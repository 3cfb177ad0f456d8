//! Wiring: one bus, one status board, one engine, one decoder.
//!
//! [`assemble`] builds the components without starting anything, which is
//! what tests and benches use to tick them by hand. [`Core::start`] puts
//! each component on its own fixed-period worker.

use std::sync::Arc;
use std::sync::atomic::{AtomicBool, Ordering};
use std::thread::JoinHandle;
use std::time::Duration;

use tracing::{error, info};

use crate::bus::{CommandBus, StatusBoard};
use crate::config::ConfigHandle;
use crate::cycle::{CycleError, CycleStats, spawn_periodic};
use crate::decoder::universe::UniverseSource;
use crate::decoder::{DecoderHandle, ProtocolDecoder};
use crate::drive::AxisDriver;
use crate::engine::limits::LimitCapture;
use crate::engine::{EngineHandle, MotionEngine};

/// Components sharing one bus and one status board, not yet running.
pub struct Components {
    pub engine: MotionEngine,
    pub decoder: ProtocolDecoder,
    pub bus: Arc<CommandBus>,
    pub status: Arc<StatusBoard>,
}

/// Build engine and decoder around a fresh bus and status board.
///
/// `capture` must be the same counters the drive's limit inputs write to.
pub fn assemble(
    config: ConfigHandle,
    drive: Box<dyn AxisDriver>,
    capture: Arc<LimitCapture>,
    source: Box<dyn UniverseSource>,
) -> Components {
    let cfg = config.snapshot();
    let bus = Arc::new(CommandBus::new(cfg.engine.queue_capacity));
    let status = Arc::new(StatusBoard::new(
        cfg.position_limits(),
        Duration::from_micros(u64::from(cfg.engine.status_lock_timeout_us)),
    ));
    let engine = MotionEngine::new(
        config.clone(),
        Arc::clone(&bus),
        Arc::clone(&status),
        capture,
        drive,
    );
    let decoder = ProtocolDecoder::new(config, Arc::clone(&bus), Arc::clone(&status), source);
    Components {
        engine,
        decoder,
        bus,
        status,
    }
}

/// Running engine and decoder workers.
pub struct Core {
    config: ConfigHandle,
    engine: EngineHandle,
    decoder: DecoderHandle,
    running: Arc<AtomicBool>,
    workers: Vec<(&'static str, JoinHandle<CycleStats>)>,
}

impl Core {
    /// Spawn both workers. They run until `running` is cleared or
    /// [`shutdown`](Self::shutdown) is called.
    pub fn start(
        config: ConfigHandle,
        drive: Box<dyn AxisDriver>,
        capture: Arc<LimitCapture>,
        source: Box<dyn UniverseSource>,
        running: Arc<AtomicBool>,
    ) -> Result<Self, CycleError> {
        let cfg = config.snapshot();
        let parts = assemble(config.clone(), drive, capture, source);
        let engine = parts.engine.handle();
        let decoder = parts.decoder.handle();

        let mut workers = Vec::with_capacity(2);
        let engine_period = Duration::from_micros(u64::from(cfg.engine.cycle_time_us));
        workers.push((
            "engine",
            spawn_periodic(parts.engine, engine_period, Arc::clone(&running))?,
        ));
        let decoder_period = Duration::from_micros(u64::from(cfg.decoder.cycle_time_us));
        match spawn_periodic(parts.decoder, decoder_period, Arc::clone(&running)) {
            Ok(handle) => workers.push(("decoder", handle)),
            Err(e) => {
                running.store(false, Ordering::Release);
                for (_, worker) in workers {
                    let _ = worker.join();
                }
                return Err(e);
            }
        }
        info!(
            engine_us = cfg.engine.cycle_time_us,
            decoder_us = cfg.decoder.cycle_time_us,
            "core started"
        );

        Ok(Self {
            config,
            engine,
            decoder,
            running,
            workers,
        })
    }

    pub fn engine(&self) -> &EngineHandle {
        &self.engine
    }

    pub fn decoder(&self) -> &DecoderHandle {
        &self.decoder
    }

    pub fn config(&self) -> &ConfigHandle {
        &self.config
    }

    pub fn is_running(&self) -> bool {
        self.running.load(Ordering::Acquire)
    }

    /// Stop the workers and collect their timing statistics.
    pub fn shutdown(self) -> Result<Vec<(&'static str, CycleStats)>, CycleError> {
        self.running.store(false, Ordering::Release);
        let mut stats = Vec::with_capacity(self.workers.len());
        let mut panicked = None;
        for (name, worker) in self.workers {
            match worker.join() {
                Ok(s) => stats.push((name, s)),
                Err(_) => {
                    error!(task = name, "worker panicked");
                    panicked.get_or_insert(name);
                }
            }
        }
        match panicked {
            Some(name) => Err(CycleError::WorkerPanicked(name.to_string())),
            None => Ok(stats),
        }
    }
}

++++++

● WHAT THIS TASK INVOLVES: Above are the entries. Output exactly the lines beginning with the line that has "use std::sync::Arc;" and ending with the line that has "use crate::drive::AxisDriver;".

● EXERCISE RESULT:
use std::sync::Arc;
use std::sync::atomic::{AtomicBool, Ordering};
use std::thread::JoinHandle;
use std::time::Duration;

use tracing::{error, info};

use crate::bus::{CommandBus, StatusBoard};
use crate::config::ConfigHandle;
use crate::cycle::{CycleError, CycleStats, spawn_periodic};
use crate::decoder::universe::UniverseSource;
use crate::decoder::{DecoderHandle, ProtocolDecoder};
use crate::drive::AxisDriver;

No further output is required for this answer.